Problem to work on
The expected output is a copy of every line in the records with the string "CompletionProvider".
▬▬▬▬▬▬▬▬▬▬
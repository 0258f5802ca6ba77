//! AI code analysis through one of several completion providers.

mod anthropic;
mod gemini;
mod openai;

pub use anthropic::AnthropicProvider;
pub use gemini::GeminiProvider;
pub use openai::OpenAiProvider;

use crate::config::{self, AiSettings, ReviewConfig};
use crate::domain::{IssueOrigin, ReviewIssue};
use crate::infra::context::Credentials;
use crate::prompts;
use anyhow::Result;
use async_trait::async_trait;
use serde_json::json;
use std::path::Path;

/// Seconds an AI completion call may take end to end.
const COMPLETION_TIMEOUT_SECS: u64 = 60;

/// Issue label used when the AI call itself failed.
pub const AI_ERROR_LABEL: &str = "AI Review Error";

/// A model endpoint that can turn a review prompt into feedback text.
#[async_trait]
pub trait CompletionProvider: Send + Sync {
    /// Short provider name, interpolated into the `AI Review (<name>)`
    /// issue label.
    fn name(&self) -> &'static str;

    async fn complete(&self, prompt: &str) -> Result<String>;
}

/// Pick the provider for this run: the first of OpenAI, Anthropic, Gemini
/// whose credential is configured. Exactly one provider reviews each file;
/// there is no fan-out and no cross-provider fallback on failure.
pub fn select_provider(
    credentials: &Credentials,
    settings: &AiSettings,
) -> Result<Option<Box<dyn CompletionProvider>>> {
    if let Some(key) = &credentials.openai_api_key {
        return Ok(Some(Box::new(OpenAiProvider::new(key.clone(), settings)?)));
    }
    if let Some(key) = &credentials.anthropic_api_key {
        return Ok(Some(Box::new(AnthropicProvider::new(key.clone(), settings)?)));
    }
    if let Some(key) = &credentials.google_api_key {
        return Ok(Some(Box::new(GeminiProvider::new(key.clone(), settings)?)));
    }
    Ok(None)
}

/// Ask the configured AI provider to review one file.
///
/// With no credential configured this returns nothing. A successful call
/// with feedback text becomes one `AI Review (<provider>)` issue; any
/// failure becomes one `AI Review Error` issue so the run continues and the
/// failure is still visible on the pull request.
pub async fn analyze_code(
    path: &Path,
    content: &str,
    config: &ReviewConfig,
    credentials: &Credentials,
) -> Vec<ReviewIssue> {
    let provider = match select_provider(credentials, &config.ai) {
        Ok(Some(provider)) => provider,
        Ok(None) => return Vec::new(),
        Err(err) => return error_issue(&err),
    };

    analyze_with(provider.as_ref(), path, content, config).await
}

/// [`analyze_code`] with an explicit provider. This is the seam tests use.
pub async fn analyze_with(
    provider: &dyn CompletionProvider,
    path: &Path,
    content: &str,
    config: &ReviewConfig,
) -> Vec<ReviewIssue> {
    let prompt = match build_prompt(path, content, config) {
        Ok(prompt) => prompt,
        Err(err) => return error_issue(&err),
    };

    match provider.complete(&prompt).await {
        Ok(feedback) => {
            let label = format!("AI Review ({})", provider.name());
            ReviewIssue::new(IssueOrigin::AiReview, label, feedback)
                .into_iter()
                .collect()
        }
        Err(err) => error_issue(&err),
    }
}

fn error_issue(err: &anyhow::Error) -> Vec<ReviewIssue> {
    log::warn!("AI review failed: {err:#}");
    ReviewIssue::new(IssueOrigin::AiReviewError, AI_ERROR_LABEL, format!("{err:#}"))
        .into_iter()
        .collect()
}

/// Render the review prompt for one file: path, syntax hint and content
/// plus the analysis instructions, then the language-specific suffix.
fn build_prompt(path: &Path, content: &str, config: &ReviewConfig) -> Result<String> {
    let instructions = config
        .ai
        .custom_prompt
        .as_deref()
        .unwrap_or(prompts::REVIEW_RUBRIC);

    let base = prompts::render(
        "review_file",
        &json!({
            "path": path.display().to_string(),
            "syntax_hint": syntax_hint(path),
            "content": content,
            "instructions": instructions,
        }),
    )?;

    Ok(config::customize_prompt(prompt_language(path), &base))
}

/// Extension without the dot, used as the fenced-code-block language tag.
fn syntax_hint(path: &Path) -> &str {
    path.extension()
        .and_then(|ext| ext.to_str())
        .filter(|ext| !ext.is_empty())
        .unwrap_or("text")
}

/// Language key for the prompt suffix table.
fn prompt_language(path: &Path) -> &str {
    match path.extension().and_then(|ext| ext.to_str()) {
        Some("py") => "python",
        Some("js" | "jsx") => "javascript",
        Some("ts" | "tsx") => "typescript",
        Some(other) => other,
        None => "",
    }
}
▬▬▬▬▬▬▬▬▬▬
Answer to the problem
pub trait CompletionProvider: Send + Sync {
) -> Result<Option<Box<dyn CompletionProvider>>> {
    provider: &dyn CompletionProvider,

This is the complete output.